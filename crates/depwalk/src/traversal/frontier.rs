//! Frontier expansion.
//!
//! Given the tracker state after level `level - 1` has been merged, compute
//! the dependency references to resolve at `level`.

use super::tracker::DepthTracker;
use crate::domain::{DependencyRef, NodeId};
use std::collections::{BTreeMap, HashSet};

/// Dependency references to resolve at `level`.
///
/// Only nodes discovered at `level - 1` are scanned. A reference is emitted
/// when its id is not already tracked (found or attempted), which also rules
/// out self-dependencies. The output is deduplicated by id and ordered by
/// [`DependencyRef::composite_key`]; when two refs share an id with
/// different partition keys, the one ordering first is kept.
///
/// `level` 0 has no predecessor and always yields an empty frontier.
#[must_use]
pub fn expand(tracker: &DepthTracker, level: usize) -> Vec<DependencyRef> {
    let Some(previous) = level.checked_sub(1) else {
        return Vec::new();
    };

    let candidates: BTreeMap<String, &DependencyRef> = tracker
        .entries_at_depth(previous)
        .flat_map(|entry| entry.node.dependencies.iter())
        .filter(|dep| !tracker.contains(&dep.id))
        .map(|dep| (dep.composite_key(), dep))
        .collect();

    let mut seen: HashSet<NodeId> = HashSet::with_capacity(candidates.len());
    candidates
        .into_values()
        .filter(|dep| seen.insert(dep.id.clone()))
        .cloned()
        .collect()
}
//! Per-run record of every id a traversal has resolved or attempted.
//!
//! The tracker is the single source of truth for "has this id been seen?".
//! Admission is first-writer-wins: once an id is present, later admissions
//! are ignored and its discovery depth is never revised. Ids whose lookup
//! missed are admitted too, so they are never looked up again.

use crate::domain::{CollectedEntry, MissingDependency, Node, NodeId};
use std::collections::HashMap;

/// Outcome of resolving one id.
#[derive(Debug, Clone, PartialEq)]
pub enum Resolution {
    /// The document exists.
    Found(Node),
    /// The lookup ran and found nothing.
    Missing {
        /// Partition key used for the lookup.
        partition_key: String,
    },
}

#[derive(Debug, Clone)]
enum Tracked {
    Found(CollectedEntry),
    Missing(MissingDependency),
}

impl Tracked {
    fn depth(&self) -> usize {
        match self {
            Self::Found(entry) => entry.discovery_depth,
            Self::Missing(missing) => missing.discovery_depth,
        }
    }
}

/// Dedup/depth tracker for one traversal run.
///
/// Ids are also indexed by depth in insertion order, so
/// [`entries_at_depth`](Self::entries_at_depth) costs time proportional to
/// that level only.
#[derive(Debug, Default)]
pub struct DepthTracker {
    entries: HashMap<NodeId, Tracked>,
    by_depth: Vec<Vec<NodeId>>,
    missing: usize,
}

impl DepthTracker {
    /// Create an empty tracker.
    #[must_use]
    pub fn new() -> Self {
        Self::default()
    }

    /// Record the resolution of `id` at `depth`.
    ///
    /// Returns `false` and changes nothing if `id` is already tracked.
    pub fn admit(&mut self, id: NodeId, resolution: Resolution, depth: usize) -> bool {
        if self.entries.contains_key(&id) {
            return false;
        }

        let tracked = match resolution {
            Resolution::Found(node) => Tracked::Found(CollectedEntry {
                node,
                discovery_depth: depth,
            }),
            Resolution::Missing { partition_key } => {
                self.missing += 1;
                Tracked::Missing(MissingDependency {
                    id: id.clone(),
                    partition_key,
                    discovery_depth: depth,
                })
            }
        };

        if self.by_depth.len() <= depth {
            self.by_depth.resize_with(depth + 1, Vec::new);
        }
        self.by_depth[depth].push(id.clone());
        self.entries.insert(id, tracked);
        true
    }

    /// Whether `id` has been found or attempted.
    #[must_use]
    pub fn contains(&self, id: &NodeId) -> bool {
        self.entries.contains_key(id)
    }

    /// Depth at which `id` was first admitted.
    #[must_use]
    pub fn depth_of(&self, id: &NodeId) -> Option<usize> {
        self.entries.get(id).map(Tracked::depth)
    }

    /// Found entries admitted at `depth`, in insertion order.
    ///
    /// Missing markers are skipped: they have no dependencies to expand.
    pub fn entries_at_depth(&self, depth: usize) -> impl Iterator<Item = &CollectedEntry> {
        self.by_depth
            .get(depth)
            .into_iter()
            .flatten()
            .filter_map(|id| match self.entries.get(id) {
                Some(Tracked::Found(entry)) => Some(entry),
                _ => None,
            })
    }

    /// Number of tracked ids, found or missing.
    #[must_use]
    pub fn len(&self) -> usize {
        self.entries.len()
    }

    /// Returns `true` if nothing has been admitted.
    #[must_use]
    pub fn is_empty(&self) -> bool {
        self.entries.is_empty()
    }

    /// Number of ids whose lookup missed.
    #[must_use]
    pub fn missing_count(&self) -> usize {
        self.missing
    }

    /// Split into found entries and missing markers.
    ///
    /// Missing markers come back ordered by depth, then insertion order.
    #[must_use]
    pub fn into_parts(mut self) -> (Vec<CollectedEntry>, Vec<MissingDependency>) {
        let mut found = Vec::with_capacity(self.entries.len() - self.missing);
        let mut missing = Vec::with_capacity(self.missing);
        for id in self.by_depth.into_iter().flatten() {
            match self.entries.remove(&id) {
                Some(Tracked::Found(entry)) => found.push(entry),
                Some(Tracked::Missing(marker)) => missing.push(marker),
                None => {}
            }
        }
        (found, missing)
    }
}
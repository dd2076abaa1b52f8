//! Output formatting for CLI commands.
//!
//! Every command prints either human-readable text or pretty JSON for
//! programmatic use. Text renderers write to any [`Write`] so they can be
//! tested against a buffer; the `print_*` dispatch functions write to stdout.

pub mod color;

use crate::config::EnvVarInfo;
use crate::domain::Node;
use crate::traversal::TraversalResult;
use serde::Serialize;
use serde_json::json;
use std::env;
use std::io::{self, Write};

pub use color::{error, success, warning};

use color::{bold, colorize_id, colorize_outcome, dimmed};

/// Configuration for output formatting.
#[derive(Debug, Clone, PartialEq, Eq)]
pub struct OutputConfig {
    /// Whether to use colors in output.
    pub use_colors: bool,
}

impl OutputConfig {
    /// Create an `OutputConfig` by reading from environment variables.
    ///
    /// Reads:
    /// - `NO_COLOR`: Standard env var to disable colors (any value disables colors)
    /// - `DEPWALK_COLOR`: Set to "0" or "false" to disable colors (default: true)
    pub fn from_env() -> Self {
        // Respect NO_COLOR standard (https://no-color.org/)
        let use_colors = env::var("NO_COLOR").is_err()
            && match env::var("DEPWALK_COLOR") {
                Ok(v) if v == "0" || v.eq_ignore_ascii_case("false") => false,
                Ok(v) if v.is_empty() || v == "1" || v.eq_ignore_ascii_case("true") => true,
                Ok(v) => {
                    tracing::warn!(
                        env_var = "DEPWALK_COLOR",
                        value = %v,
                        "Invalid value (expected '1', 'true', '0', or 'false'), using default"
                    );
                    true
                }
                Err(_) => true,
            };

        Self { use_colors }
    }
}

impl Default for OutputConfig {
    fn default() -> Self {
        Self { use_colors: true }
    }
}

/// Output format mode
#[derive(Debug, Clone, Copy, PartialEq, Eq)]
pub enum OutputMode {
    /// Human-readable text format
    Text,
    /// JSON format for programmatic use
    Json,
}

// ============================================================================
// Public Dispatch Functions
// ============================================================================

/// Print a traversal result in the specified format
pub fn print_traversal(result: &TraversalResult, mode: OutputMode) -> io::Result<()> {
    let stdout = io::stdout();
    let mut handle = stdout.lock();

    match mode {
        OutputMode::Text => write_traversal_text(&mut handle, result, &OutputConfig::from_env()),
        OutputMode::Json => write_json(&mut handle, result),
    }
}

/// Print a single document, or a not-found notice.
///
/// `lookup` describes what was looked up, for the text notice.
pub fn print_node(node: Option<&Node>, lookup: &str, mode: OutputMode) -> io::Result<()> {
    let stdout = io::stdout();
    let mut handle = stdout.lock();

    match mode {
        OutputMode::Text => write_node_text(&mut handle, node, lookup, &OutputConfig::from_env()),
        OutputMode::Json => write_json(&mut handle, &node),
    }
}

/// Print the document count
pub fn print_count(count: usize, mode: OutputMode) -> io::Result<()> {
    let stdout = io::stdout();
    let mut handle = stdout.lock();

    match mode {
        OutputMode::Text => writeln!(handle, "{count} documents"),
        OutputMode::Json => write_json(&mut handle, &json!({ "count": count })),
    }
}

/// Print the environment variables depwalk reads
pub fn print_env(vars: &[EnvVarInfo], mode: OutputMode) -> io::Result<()> {
    let stdout = io::stdout();
    let mut handle = stdout.lock();

    match mode {
        OutputMode::Text => write_env_text(&mut handle, vars, &OutputConfig::from_env()),
        OutputMode::Json => write_json(&mut handle, &vars),
    }
}

// ============================================================================
// Renderers
// ============================================================================

fn write_json<W: Write, T: Serialize + ?Sized>(w: &mut W, value: &T) -> io::Result<()> {
    serde_json::to_writer_pretty(&mut *w, value)?;
    writeln!(w)
}

/// Render a traversal result grouped by discovery depth.
pub(crate) fn write_traversal_text<W: Write>(
    w: &mut W,
    result: &TraversalResult,
    config: &OutputConfig,
) -> io::Result<()> {
    writeln!(
        w,
        "{} {} (depth {}, {})",
        bold("Dependencies of", config),
        colorize_id(&result.root_name, config),
        result.requested_depth,
        colorize_outcome(&result.outcome, config)
    )?;

    if let Some(max_depth) = result.max_discovered_depth() {
        for depth in 0..=max_depth {
            let ids = result.ids_at_depth(depth);
            if ids.is_empty() {
                continue;
            }
            writeln!(w)?;
            writeln!(w, "{}", bold(&format!("Level {depth}"), config))?;
            for id in ids {
                let entry = &result.collected_nodes[id];
                write!(w, "  {}", colorize_id(id.as_str(), config))?;
                if !entry.node.name.is_empty() && entry.node.name != id.as_str() {
                    write!(w, " ({})", entry.node.name)?;
                }
                writeln!(
                    w,
                    " {}",
                    dimmed(&format!("[pk {}]", entry.node.partition_key), config)
                )?;
            }
        }
    }

    if !result.missing.is_empty() {
        writeln!(w)?;
        writeln!(
            w,
            "{}",
            bold(&format!("Missing ({})", result.missing.len()), config)
        )?;
        for missing in &result.missing {
            writeln!(
                w,
                "  {} {} {}",
                error(missing.id.as_str(), config),
                dimmed(&format!("[pk {}]", missing.partition_key), config),
                dimmed(&format!("at level {}", missing.discovery_depth), config)
            )?;
        }
    }

    writeln!(w)?;
    writeln!(
        w,
        "{} libraries, {} point reads, {} missing, {} filtered in {} ms",
        result.len(),
        result.stats.point_reads,
        result.stats.misses,
        result.stats.filtered_out,
        result.elapsed.as_millis()
    )
}

fn write_node_text<W: Write>(
    w: &mut W,
    node: Option<&Node>,
    lookup: &str,
    config: &OutputConfig,
) -> io::Result<()> {
    let Some(node) = node else {
        return writeln!(w, "{}", warning(&format!("No document found for {lookup}"), config));
    };

    writeln!(w, "{}: {}", dimmed("id", config), colorize_id(node.id.as_str(), config))?;
    writeln!(w, "{}: {}", dimmed("pk", config), node.partition_key)?;
    writeln!(w, "{}: {}", dimmed("name", config), node.name)?;

    if node.dependencies.is_empty() {
        writeln!(w, "{}: none", dimmed("dependencies", config))?;
    } else {
        writeln!(w, "{} ({}):", dimmed("dependencies", config), node.dependencies.len())?;
        for dep in &node.dependencies {
            writeln!(
                w,
                "  {} {}",
                colorize_id(dep.id.as_str(), config),
                dimmed(&format!("[pk {}]", dep.partition_key), config)
            )?;
        }
    }

    for (key, value) in &node.attributes {
        writeln!(w, "{}: {value}", dimmed(key, config))?;
    }
    Ok(())
}

fn write_env_text<W: Write>(
    w: &mut W,
    vars: &[EnvVarInfo],
    config: &OutputConfig,
) -> io::Result<()> {
    for var in vars {
        let value = match &var.value {
            Some(v) => v.clone(),
            None => dimmed("(unset)", config),
        };
        writeln!(w, "{} = {value}", bold(var.name, config))?;
        writeln!(w, "  {}", dimmed(var.description, config))?;
    }
    Ok(())
}
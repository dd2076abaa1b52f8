//! Non-fatal problems found while reading JSONL data.
//!
//! A corpus export with a handful of broken lines should still load. The
//! resilient reader sorts each rejected line by where it failed: bytes that
//! are not UTF-8 never reach the JSON decoder and become
//! [`Warning::SkippedLine`]; text that the decoder refuses becomes
//! [`Warning::MalformedJson`].
//!
//! ```
//! use depwalk_jsonl::warning::Warning;
//!
//! let warning = Warning::MalformedJson {
//!     line_number: 5,
//!     error: "unexpected end of input".to_string(),
//! };
//! assert_eq!(warning.line_number(), 5);
//! assert_eq!(warning.kind(), "malformed_json");
//! ```

/// A rejected JSONL line.
#[derive(Debug, Clone, PartialEq, Eq)]
pub enum Warning {
    /// The line was UTF-8 text but did not decode into the record type.
    MalformedJson {
        /// Physical line, counting blank lines.
        line_number: usize,
        /// Decoder message.
        error: String,
    },

    /// The line was not UTF-8, so decoding was never attempted.
    SkippedLine {
        /// Physical line, counting blank lines.
        line_number: usize,
        /// The UTF-8 error.
        reason: String,
    },
}

impl Warning {
    /// Line the warning refers to.
    #[must_use]
    pub fn line_number(&self) -> usize {
        let (Self::MalformedJson { line_number, .. } | Self::SkippedLine { line_number, .. }) =
            self;
        *line_number
    }

    /// One-line message for logs.
    ///
    /// ```
    /// use depwalk_jsonl::warning::Warning;
    ///
    /// let warning = Warning::SkippedLine {
    ///     line_number: 3,
    ///     reason: "invalid UTF-8".to_string(),
    /// };
    /// assert_eq!(warning.description(), "line 3: not UTF-8: invalid UTF-8");
    /// ```
    #[must_use]
    pub fn description(&self) -> String {
        match self {
            Self::MalformedJson { line_number, error } => {
                format!("line {line_number}: malformed JSON: {error}")
            }
            Self::SkippedLine {
                line_number,
                reason,
            } => format!("line {line_number}: not UTF-8: {reason}"),
        }
    }

    /// Stable tag for structured log fields.
    #[must_use]
    pub fn kind(&self) -> &'static str {
        match self {
            Self::MalformedJson { .. } => "malformed_json",
            Self::SkippedLine { .. } => "skipped_line",
        }
    }
}

impl std::fmt::Display for Warning {
    fn fmt(&self, f: &mut std::fmt::Formatter<'_>) -> std::fmt::Result {
        f.write_str(&self.description())
    }
}

impl std::error::Error for Warning {}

-- -- --

__Task to complete__. Output each line of the listing above that has "enum".

__Finished task__.
pub enum Resolution {
enum Tracked {
pub enum OutputMode {
pub enum Warning {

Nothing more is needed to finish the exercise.